At 100 psi for 10 ft, you are off the chart on the high velocity end. Erosion issues, noise issues, i.e. major problems would be in store for you.

To get in the ball park of normalcy, use 0.1 to 10 psi/100 ft. For 2" the corresponding flow range would be about 10 to 115 gpm.

Good luck,

25362 (Chemical)
11 Jan 13 9:19

GPM of what?
pencilgeek (Industrial)
11 Jan 13 9:30
GPM of water. And yes, the GPM should be high, in like the 200 GPM area. I have seen those books mentioned before in some google searches. Are those the "go to" books for calculations like this?

Latexman (Chemical)
11 Jan 13 9:47
From Crane's TP410 website,

"Crane Technical Paper No. 410 (TP-410) is the quintessential guide to understanding the flow of fluid through valves, pipes and fittings, enabling you to select the correct equipment for your piping system.

Originally developed in 1942, the latest edition of Crane TP-410 has been fully updated to reflect the latest knowledge and research in the fluid handling industry.
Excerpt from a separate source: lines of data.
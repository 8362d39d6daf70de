//! Codec implementations
//!
//! One unit struct per field type.

use super::types::ValueCodec;
use crate::catalog::FieldType;
use crate::error::{Error, Result};
use crate::types::JsonValue;
use base64::Engine as _;
use chrono::{DateTime, FixedOffset, NaiveDate, NaiveDateTime, NaiveTime};
use regex::Regex;
use std::cmp::Ordering;
use std::sync::LazyLock;

static DECIMAL_PATTERN: LazyLock<Regex> = LazyLock::new(|| {
    Regex::new(r"^[+-]?(\d+(\.\d*)?|\.\d+)([eE][+-]?\d+)?$").unwrap()
});

const DATE_FORMAT: &str = "%Y-%m-%d";
const TIME_FORMAT: &str = "%H:%M:%S%.6f";
const TIMESTAMP_FORMAT: &str = "%Y-%m-%dT%H:%M:%S%.6f";
const TIMESTAMP_TZ_FORMAT: &str = "%Y-%m-%dT%H:%M:%S%.6f%:z";

fn invalid(field_type: FieldType, value: &JsonValue, message: impl Into<String>) -> Error {
    Error::codec(field_type, value, message)
}

/// Borrow the string payload or fail
fn expect_str(field_type: FieldType, value: &JsonValue) -> Result<&str> {
    value
        .as_str()
        .map(str::trim)
        .ok_or_else(|| invalid(field_type, value, "expected a string"))
}

// ============================================================================
// Boolean
// ============================================================================

#[derive(Debug, Clone, Copy, Default)]
pub struct BooleanCodec;

impl ValueCodec for BooleanCodec {
    fn field_type(&self) -> FieldType {
        FieldType::Boolean
    }

    fn canonicalize(&self, value: &JsonValue) -> Result<JsonValue> {
        match value {
            JsonValue::Bool(b) => Ok(JsonValue::Bool(*b)),
            JsonValue::String(s) => match s.trim().to_ascii_lowercase().as_str() {
                "true" | "t" | "1" => Ok(JsonValue::Bool(true)),
                "false" | "f" | "0" => Ok(JsonValue::Bool(false)),
                _ => Err(invalid(self.field_type(), value, "not a boolean")),
            },
            JsonValue::Number(n) => match n.as_i64() {
                Some(0) => Ok(JsonValue::Bool(false)),
                Some(1) => Ok(JsonValue::Bool(true)),
                _ => Err(invalid(self.field_type(), value, "not a boolean")),
            },
            _ => Err(invalid(self.field_type(), value, "not a boolean")),
        }
    }

    fn compare(&self, a: &JsonValue, b: &JsonValue) -> Option<Ordering> {
        Some(a.as_bool()?.cmp(&b.as_bool()?))
    }
}

// ============================================================================
// Integer
// ============================================================================

#[derive(Debug, Clone, Copy, Default)]
pub struct IntegerCodec;

fn as_i128(value: &JsonValue) -> Option<i128> {
    value
        .as_i64()
        .map(i128::from)
        .or_else(|| value.as_u64().map(i128::from))
}

impl ValueCodec for IntegerCodec {
    fn field_type(&self) -> FieldType {
        FieldType::Integer
    }

    fn canonicalize(&self, value: &JsonValue) -> Result<JsonValue> {
        match value {
            JsonValue::Number(n) if n.is_i64() || n.is_u64() => Ok(value.clone()),
            JsonValue::Number(n) => match n.as_f64() {
                Some(f) if f.fract() == 0.0 && f.abs() < 9.0e15 => {
                    Ok(JsonValue::from(f as i64))
                }
                _ => Err(invalid(self.field_type(), value, "not an integer")),
            },
            JsonValue::String(s) => {
                let s = s.trim();
                if let Ok(i) = s.parse::<i64>() {
                    Ok(JsonValue::from(i))
                } else if let Ok(u) = s.parse::<u64>() {
                    Ok(JsonValue::from(u))
                } else {
                    Err(invalid(self.field_type(), value, "not an integer"))
                }
            }
            _ => Err(invalid(self.field_type(), value, "not an integer")),
        }
    }

    fn compare(&self, a: &JsonValue, b: &JsonValue) -> Option<Ordering> {
        Some(as_i128(a)?.cmp(&as_i128(b)?))
    }
}

// ============================================================================
// Number
// ============================================================================

#[derive(Debug, Clone, Copy, Default)]
pub struct NumberCodec;

impl ValueCodec for NumberCodec {
    fn field_type(&self) -> FieldType {
        FieldType::Number
    }

    fn canonicalize(&self, value: &JsonValue) -> Result<JsonValue> {
        let parsed = match value {
            JsonValue::Number(_) => return Ok(value.clone()),
            JsonValue::String(s) => s.trim().parse::<f64>().ok(),
            _ => None,
        };
        parsed
            .and_then(serde_json::Number::from_f64)
            .map(JsonValue::Number)
            .ok_or_else(|| invalid(self.field_type(), value, "not a finite number"))
    }

    fn compare(&self, a: &JsonValue, b: &JsonValue) -> Option<Ordering> {
        a.as_f64()?.partial_cmp(&b.as_f64()?)
    }
}

// ============================================================================
// Decimal
// ============================================================================

/// Exact decimals travel as strings so no precision is lost
#[derive(Debug, Clone, Copy, Default)]
pub struct DecimalCodec;

impl ValueCodec for DecimalCodec {
    fn field_type(&self) -> FieldType {
        FieldType::Decimal
    }

    fn canonicalize(&self, value: &JsonValue) -> Result<JsonValue> {
        let text = match value {
            JsonValue::Number(n) => n.to_string(),
            JsonValue::String(s) => s.trim().to_string(),
            _ => return Err(invalid(self.field_type(), value, "not a decimal")),
        };
        if !DECIMAL_PATTERN.is_match(&text) {
            return Err(invalid(self.field_type(), value, "not a decimal"));
        }
        Ok(JsonValue::String(text))
    }

    fn compare(&self, a: &JsonValue, b: &JsonValue) -> Option<Ordering> {
        let a = a.as_str()?.parse::<f64>().ok()?;
        let b = b.as_str()?.parse::<f64>().ok()?;
        a.partial_cmp(&b)
    }
}

// ============================================================================
// String
// ============================================================================

#[derive(Debug, Clone, Copy, Default)]
pub struct StringCodec;

impl ValueCodec for StringCodec {
    fn field_type(&self) -> FieldType {
        FieldType::String
    }

    fn canonicalize(&self, value: &JsonValue) -> Result<JsonValue> {
        match value {
            JsonValue::String(_) => Ok(value.clone()),
            JsonValue::Number(n) => Ok(JsonValue::String(n.to_string())),
            JsonValue::Bool(b) => Ok(JsonValue::String(b.to_string())),
            _ => Err(invalid(self.field_type(), value, "not a string")),
        }
    }

    fn compare(&self, a: &JsonValue, b: &JsonValue) -> Option<Ordering> {
        Some(a.as_str()?.cmp(b.as_str()?))
    }
}

// ============================================================================
// Date / Time
// ============================================================================

#[derive(Debug, Clone, Copy, Default)]
pub struct DateCodec;

fn parse_date(value: &JsonValue) -> Option<NaiveDate> {
    let s = value.as_str()?.trim();
    NaiveDate::parse_from_str(s, DATE_FORMAT).ok()
}

impl ValueCodec for DateCodec {
    fn field_type(&self) -> FieldType {
        FieldType::Date
    }

    fn canonicalize(&self, value: &JsonValue) -> Result<JsonValue> {
        let s = expect_str(self.field_type(), value)?;
        let date = NaiveDate::parse_from_str(s, DATE_FORMAT)
            .map_err(|e| invalid(self.field_type(), value, e.to_string()))?;
        Ok(JsonValue::String(date.format(DATE_FORMAT).to_string()))
    }

    fn compare(&self, a: &JsonValue, b: &JsonValue) -> Option<Ordering> {
        Some(parse_date(a)?.cmp(&parse_date(b)?))
    }
}

#[derive(Debug, Clone, Copy, Default)]
pub struct TimeCodec;

fn parse_time(value: &JsonValue) -> Option<NaiveTime> {
    let s = value.as_str()?.trim();
    NaiveTime::parse_from_str(s, "%H:%M:%S%.f").ok()
}

impl ValueCodec for TimeCodec {
    fn field_type(&self) -> FieldType {
        FieldType::Time
    }

    fn canonicalize(&self, value: &JsonValue) -> Result<JsonValue> {
        expect_str(self.field_type(), value)?;
        let time =
            parse_time(value).ok_or_else(|| invalid(self.field_type(), value, "not a time"))?;
        Ok(JsonValue::String(time.format(TIME_FORMAT).to_string()))
    }

    fn compare(&self, a: &JsonValue, b: &JsonValue) -> Option<Ordering> {
        Some(parse_time(a)?.cmp(&parse_time(b)?))
    }
}

// ============================================================================
// Timestamps
// ============================================================================

#[derive(Debug, Clone, Copy, Default)]
pub struct TimestampCodec;

fn parse_timestamp(value: &JsonValue) -> Option<NaiveDateTime> {
    let s = value.as_str()?.trim();
    let s = s.strip_suffix('Z').unwrap_or(s);
    NaiveDateTime::parse_from_str(s, "%Y-%m-%dT%H:%M:%S%.f")
        .or_else(|_| NaiveDateTime::parse_from_str(s, "%Y-%m-%d %H:%M:%S%.f"))
        .ok()
}

impl ValueCodec for TimestampCodec {
    fn field_type(&self) -> FieldType {
        FieldType::TimestampWithoutTimezone
    }

    fn canonicalize(&self, value: &JsonValue) -> Result<JsonValue> {
        expect_str(self.field_type(), value)?;
        let ts = parse_timestamp(value)
            .ok_or_else(|| invalid(self.field_type(), value, "not a timestamp"))?;
        Ok(JsonValue::String(ts.format(TIMESTAMP_FORMAT).to_string()))
    }

    fn compare(&self, a: &JsonValue, b: &JsonValue) -> Option<Ordering> {
        Some(parse_timestamp(a)?.cmp(&parse_timestamp(b)?))
    }
}

/// Keeps the original offset; ordering is by instant
#[derive(Debug, Clone, Copy, Default)]
pub struct TimestampTzCodec;

fn parse_timestamp_tz(value: &JsonValue) -> Option<DateTime<FixedOffset>> {
    let s = value.as_str()?.trim();
    DateTime::parse_from_rfc3339(s)
        .or_else(|_| DateTime::parse_from_str(s, "%Y-%m-%d %H:%M:%S%.f%#z"))
        .ok()
        .or_else(|| parse_timestamp(value).map(|naive| naive.and_utc().fixed_offset()))
}

impl ValueCodec for TimestampTzCodec {
    fn field_type(&self) -> FieldType {
        FieldType::TimestampWithTimezone
    }

    fn canonicalize(&self, value: &JsonValue) -> Result<JsonValue> {
        expect_str(self.field_type(), value)?;
        let ts = parse_timestamp_tz(value)
            .ok_or_else(|| invalid(self.field_type(), value, "not a timestamp with time zone"))?;
        Ok(JsonValue::String(ts.format(TIMESTAMP_TZ_FORMAT).to_string()))
    }

    fn compare(&self, a: &JsonValue, b: &JsonValue) -> Option<Ordering> {
        Some(parse_timestamp_tz(a)?.cmp(&parse_timestamp_tz(b)?))
    }
}

// ============================================================================
// Binary / JSON
// ============================================================================

/// Bytes as standard base64
#[derive(Debug, Clone, Copy, Default)]
pub struct BinaryCodec;

fn parse_binary(value: &JsonValue) -> Option<Vec<u8>> {
    base64::engine::general_purpose::STANDARD
        .decode(value.as_str()?.trim())
        .ok()
}

impl ValueCodec for BinaryCodec {
    fn field_type(&self) -> FieldType {
        FieldType::Binary
    }

    fn canonicalize(&self, value: &JsonValue) -> Result<JsonValue> {
        expect_str(self.field_type(), value)?;
        let bytes =
            parse_binary(value).ok_or_else(|| invalid(self.field_type(), value, "not base64"))?;
        Ok(JsonValue::String(
            base64::engine::general_purpose::STANDARD.encode(bytes),
        ))
    }

    fn compare(&self, a: &JsonValue, b: &JsonValue) -> Option<Ordering> {
        Some(parse_binary(a)?.cmp(&parse_binary(b)?))
    }
}

/// Opaque JSON, only equality is meaningful
#[derive(Debug, Clone, Copy, Default)]
pub struct JsonCodec;

impl ValueCodec for JsonCodec {
    fn field_type(&self) -> FieldType {
        FieldType::Json
    }

    fn canonicalize(&self, value: &JsonValue) -> Result<JsonValue> {
        Ok(value.clone())
    }

    fn compare(&self, a: &JsonValue, b: &JsonValue) -> Option<Ordering> {
        (a == b).then_some(Ordering::Equal)
    }
}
The TP-410 has served as an indispensable technical resource for over 60 years to specifying engineers, designers and engineering students."

I've used it almost 34 years. I recommend it highly. I wish I had had it when in school. And, it's not expensive, $60.

Good luck,

Latexman (Chemical)
11 Jan 13 9:56
BTW, for 200 gpm, 2" is probably too small. Depending on what is being done and the quality/type of water, 3" (8.7 fps), 4" (5 fps), or 6" (2.2 fps) may be better choices.

Good luck,

bimr (Civil/Environmental)
11 Jan 13 10:29
This question has been asked several times on this forum. Have you done a search?

If you calculate the maximum velocity with Cranes, you will get a velocity around 20-25 ft/sec which equates to a flow of around 200-250 gpm.

Here is a link to a chart that supports this.
ElSid1 (Mechanical)
11 Jan 13 11:34
Ditto the Crane and Cameron. I tend to use the Cameron more. What is the application for?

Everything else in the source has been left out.